Friday, January 9, 2009

the Kaufman Unit.two

Friday, January 9, 2009
The Kaufman Unit was impenetrable. First class confinement at its worst. Two parallel doors blocked its occupants from the outside world. They were standard galvanized steel-sheet, fireproof doors. Much like the ones that separated hallways in most schools, except these doors were always locked from both sides, and weren’t magnetically held open at all times. From the inside you could look through the 10” by 10” windows, separated by five and a half feet, and glimpse the open-air. A few trees, a parking lot, and beyond that houses most definitely better furnished than the K.U.

The thin metal wire between the two panes of half inch thick glass formed a classic, metal fence diamond pattern. If you closed one eye and looked through the windows just right, you could align the patterns. Some patients never look passed those windows, never waited for their loved ones to appear on the other side. While others spent all day pacing- just to glimpse the freedom beyond the metal doors.

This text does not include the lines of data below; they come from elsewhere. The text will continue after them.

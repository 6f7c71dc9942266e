use header::HeapObjectHeader;
use page::LargePage;

macro_rules! logln_if {
    ($cond: expr, $($t:tt)*) => {
        if $cond {
            log::info!($($t)*);
        }
    };
}

pub mod gc_info_table;
pub mod gcref;
pub mod header;
pub mod heap;
pub mod internal;
pub mod liveness_broker;
pub mod logger;
pub mod marker;
pub mod marking;
pub mod marking_state;
pub mod marking_worklists;
pub mod page;
pub mod visitor;
pub mod worklist;


pub struct GCPlatform;

impl GCPlatform {
    /// Initializes global state for GC: the type info table and, if enabled, logging.
    pub fn initialize() {
        let _ = logger::try_init();
        gc_info_table::GCInfoTable::global();
    }
}

/// Configuration for the marking driver.
#[derive(Clone, Debug)]
pub struct Config {
    /// Number of tasks draining the marking worklist in parallel
    pub marking_tasks: usize,
    /// Objects traced by one incremental step
    pub step_size: usize,
    /// Enables the per episode summary
    pub verbose: bool,
}

impl Default for Config {
    fn default() -> Self {
        Self {
            marking_tasks: 1,
            step_size: 1024,
            verbose: false,
        }
    }
}

impl Config {
    /// Default configuration overridden by `COMET_MARKING_TASKS`, `COMET_STEP_SIZE` and
    /// `COMET_VERBOSE`. Unparsable values are ignored.
    pub fn from_env() -> Self {
        let mut config = Self::default();
        if let Some(tasks) = env_parse::<usize>("COMET_MARKING_TASKS") {
            config.marking_tasks = tasks.max(1);
        }
        if let Some(step_size) = env_parse::<usize>("COMET_STEP_SIZE") {
            config.step_size = step_size.max(1);
        }
        if let Some(verbose) = env_parse::<bool>("COMET_VERBOSE") {
            config.verbose = verbose;
        }
        config
    }
}

fn env_parse<T: std::str::FromStr>(name: &str) -> Option<T> {
    let value = std::env::var(name).ok()?;
    match value.trim().parse() {
        Ok(value) => Some(value),
        Err(_) => {
            log::warn!("ignoring invalid value {:?} for {}", value, name);
            None
        }
    }
}

/// Returns GC allocation size of object, header included.
pub fn gc_size(ptr: *const HeapObjectHeader) -> usize {
    unsafe {
        let size = (*ptr).get_size();
        if size == 0 {
            (*LargePage::from_object_header(ptr)).payload_size()
        } else {
            size
        }
    }
}
//! Per task marking state.
//!
//! A [MarkingState] owns one task's views on the shared [MarkingWorklists] and is the
//! only place where objects get marked. Objects are marked with
//! [HeapObjectHeader::try_mark_atomic] so that any number of tasks can race on the same
//! object and exactly one of them pushes it.

use std::mem::size_of;

use crate::{
    gc_info_table::GCInfoTable,
    gc_size,
    header::{AccessMode, HeapObjectHeader},
    heap::HeapBase,
    internal::trace_trait::{BaseObject, TraceDescriptor},
    liveness_broker::{LivenessBrokerFactory, WeakCallback},
    marking_worklists::{
        MarkingItem, MarkingWorklistView, MarkingWorklists, NotFullyConstructedItem,
        NotFullyConstructedWorklistView, WeakCallbackItem, WeakCallbackWorklistView,
    },
};

pub struct MarkingState<'w> {
    heap: &'w HeapBase,
    marking_worklist: MarkingWorklistView<'w>,
    not_fully_constructed_worklist: NotFullyConstructedWorklistView<'w>,
    weak_callback_worklist: WeakCallbackWorklistView<'w>,
    marked_bytes: usize,
    marked_objects: usize,
    not_fully_constructed_pushed: usize,
    weak_callbacks_invoked: usize,
}

impl<'w> MarkingState<'w> {
    pub fn new(heap: &'w HeapBase, worklists: &'w MarkingWorklists, task_id: usize) -> Self {
        Self {
            heap,
            marking_worklist: worklists.marking_worklist().view(task_id),
            not_fully_constructed_worklist: worklists.not_fully_constructed_worklist().view(task_id),
            weak_callback_worklist: worklists.weak_callback_worklist().view(task_id),
            marked_bytes: 0,
            marked_objects: 0,
            not_fully_constructed_pushed: 0,
            weak_callbacks_invoked: 0,
        }
    }

    pub fn heap(&self) -> &'w HeapBase {
        self.heap
    }

    pub fn task_id(&self) -> usize {
        self.marking_worklist.task_id()
    }

    /// Marks the object `payload` belongs to and pushes `descriptor` if this call marked it.
    pub fn mark_and_push(&mut self, payload: *const u8, descriptor: TraceDescriptor) {
        debug_assert!(!payload.is_null());
        match descriptor.base_object {
            BaseObject::NotFullyConstructed => {
                self.push_not_fully_constructed(payload);
            }
            BaseObject::Payload(base) => {
                let header = unsafe { &*self.heap.header_from_payload(base) };
                self.mark_and_push_header(header, descriptor);
            }
        }
    }

    pub fn mark_and_push_header(&mut self, header: &HeapObjectHeader, descriptor: TraceDescriptor) {
        if header.is_in_construction(AccessMode::NonAtomic) {
            self.push_not_fully_constructed(header.payload());
        } else if self.mark_no_push(header) {
            log::trace!("push {:p} (task {})", header.payload(), self.task_id());
            self.marking_worklist.push(descriptor);
        }
    }

    pub fn mark_and_push_header_from_gc_info(&mut self, header: &HeapObjectHeader) {
        let descriptor = GCInfoTable::global().trace_descriptor_for(header);
        self.mark_and_push_header(header, descriptor);
    }

    /// Sets the mark bit without pushing. Returns whether this call marked the object.
    pub fn mark_no_push(&mut self, header: &HeapObjectHeader) -> bool {
        debug_assert!(self
            .heap
            .is_heap_address(header as *const HeapObjectHeader as *const u8));
        debug_assert!(!header.is_free());
        header.try_mark_atomic()
    }

    /// Marks an object given any address inside of it, e.g. a pointer found on the stack.
    pub fn dynamically_mark_address(&mut self, address: *const u8) {
        let header = match self.heap.object_header_from_inner_address(address) {
            Some(header) => header,
            None => return,
        };
        debug_assert!(!header.is_in_construction(AccessMode::Atomic));
        if self.mark_no_push(header) {
            log::trace!("dynamically marked {:p} via {:p}", header.payload(), address);
            self.marking_worklist
                .push(GCInfoTable::global().trace_descriptor_for(header));
        }
    }

    /// Scans `[from, to)` word by word. Words pointing into live heap objects mark them,
    /// objects still in construction are deferred.
    pub fn mark_conservatively(&mut self, from: *const *const u8, to: *const *const u8) {
        let mut scan = from;
        while scan < to {
            let pointer = unsafe { scan.read_unaligned() };
            scan = unsafe { scan.add(1) };
            let header = match self.heap.object_header_from_inner_address(pointer) {
                Some(header) if !header.is_free() => header,
                _ => continue,
            };
            if header.is_in_construction(AccessMode::Atomic) {
                self.push_not_fully_constructed(pointer);
            } else {
                self.dynamically_mark_address(pointer);
            }
        }
    }

    /// Registers `callback` unless the weak target is already known to be alive.
    pub fn register_weak_reference_if_needed(
        &mut self,
        object: *const u8,
        descriptor: TraceDescriptor,
        callback: WeakCallback,
        parameter: *const u8,
    ) {
        if let BaseObject::Payload(base) = descriptor.base_object {
            let header = unsafe { &*self.heap.header_from_payload(base) };
            if header.is_marked(AccessMode::Atomic) {
                return;
            }
        }
        log::trace!("weak reference to {:p} needs a callback", object);
        self.register_weak_callback(callback, parameter);
    }

    pub fn register_weak_callback(&mut self, callback: WeakCallback, parameter: *const u8) {
        self.weak_callback_worklist
            .push(WeakCallbackItem { callback, parameter });
    }

    /// Weak roots are visited once marking is done, so their callbacks run right away.
    pub fn invoke_weak_roots_callback_if_needed(
        &mut self,
        object: *const u8,
        descriptor: TraceDescriptor,
        callback: WeakCallback,
        parameter: *const u8,
    ) {
        debug_assert!(self.marking_worklist.worklist().is_global_empty());
        debug_assert!(self.not_fully_constructed_worklist.is_local_empty());
        debug_assert!(self
            .not_fully_constructed_worklist
            .worklist()
            .is_global_empty());
        if descriptor.is_not_fully_constructed() {
            log::trace!("skipping weak root {:p} in construction", object);
            return;
        }
        callback(&LivenessBrokerFactory::create(), parameter);
        self.weak_callbacks_invoked += 1;
    }

    pub fn account_marked_bytes(&mut self, header: &HeapObjectHeader) {
        self.marked_bytes += if header.is_large_object() {
            self.heap.large_object_payload_size(header)
        } else {
            header.get_size()
        };
        self.marked_objects += 1;
    }

    /// Payload words of `header` as a range for [MarkingState::mark_conservatively].
    pub fn payload_words(header: &HeapObjectHeader) -> (*const *const u8, *const *const u8) {
        let start = header.payload();
        let end = (start as usize + gc_size(header) - size_of::<HeapObjectHeader>()) as *const u8;
        (start.cast(), end.cast())
    }

    pub fn marked_bytes(&self) -> usize {
        self.marked_bytes
    }

    pub fn marked_objects(&self) -> usize {
        self.marked_objects
    }

    pub fn not_fully_constructed_pushed(&self) -> usize {
        self.not_fully_constructed_pushed
    }

    pub fn weak_callbacks_invoked(&self) -> usize {
        self.weak_callbacks_invoked
    }

    pub(crate) fn count_weak_callback_invoked(&mut self) {
        self.weak_callbacks_invoked += 1;
    }

    pub fn reset_marked_bytes(&mut self) {
        self.marked_bytes = 0;
        self.marked_objects = 0;
        self.not_fully_constructed_pushed = 0;
        self.weak_callbacks_invoked = 0;
    }

    pub fn push_not_fully_constructed(&mut self, address: *const u8) {
        log::trace!("defer {:p}: not fully constructed", address);
        self.not_fully_constructed_pushed += 1;
        self.not_fully_constructed_worklist
            .push(NotFullyConstructedItem(address));
    }

    /// Puts back an entry that is still in construction without counting it again.
    pub(crate) fn retain_not_fully_constructed(&mut self, item: NotFullyConstructedItem) {
        self.not_fully_constructed_worklist.push(item);
    }

    pub fn pop_marking(&mut self) -> Option<MarkingItem> {
        self.marking_worklist.pop()
    }

    pub fn pop_not_fully_constructed(&mut self) -> Option<NotFullyConstructedItem> {
        self.not_fully_constructed_worklist.pop()
    }

    pub fn pop_weak_callback(&mut self) -> Option<WeakCallbackItem> {
        self.weak_callback_worklist.pop()
    }

    pub fn local_marking_size(&self) -> usize {
        self.marking_worklist.local_size()
    }

    pub fn is_local_empty(&self) -> bool {
        self.marking_worklist.is_local_empty()
            && self.not_fully_constructed_worklist.is_local_empty()
            && self.weak_callback_worklist.is_local_empty()
    }

    /// Makes every locally held item visible to other tasks.
    pub fn publish(&mut self) {
        self.marking_worklist.publish();
        self.not_fully_constructed_worklist.publish();
        self.weak_callback_worklist.publish();
    }
}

Twice a day there were fifteen minute periods in which the “murses”(male nurses) would take the patients down the corridor and out of the windowless, alarmed steel door to a small fenced in area for some fresh air. But Hayden never went outside. She only heard about the ten foot high diamond fence, lined with barbed wire and monitored by a wall mounted security camera. “When do they break out the taser guns?“ she thought. Hayden would spend the fifteen minutes on her bed writing in the journal Dr. DarkEyes gave her. It was the only time she knew that no one would come knocking. Not that knocking was necessary in the K.U., the doors were never allowed to be closed during daylight hours. At night, when everyone lie restless (or in ativan induced sleep) in their beds, the “murses” would come to lock them from the outside and then open the center rectangular cutout so that they could check on everyone periodically. Even the bathrooms had no locks. Hayden reminded her roommate four times that she was about to use the bathroom before trusting it was safe to pee. After all Song Draft was a pathological liar as far as she could tell. Who knew what else was wrong with her?

Hayden’s first day was filled with questions and staring contests, doctor’s offices and day room appointments with the interns. By lunch time she had grown tired of the psychological games she knew they were playing with her, she was after all a third year psychology student. But the hours seem to trickle by much slower when you’re locked up.
"Only nine more to go, eight if I get visitors."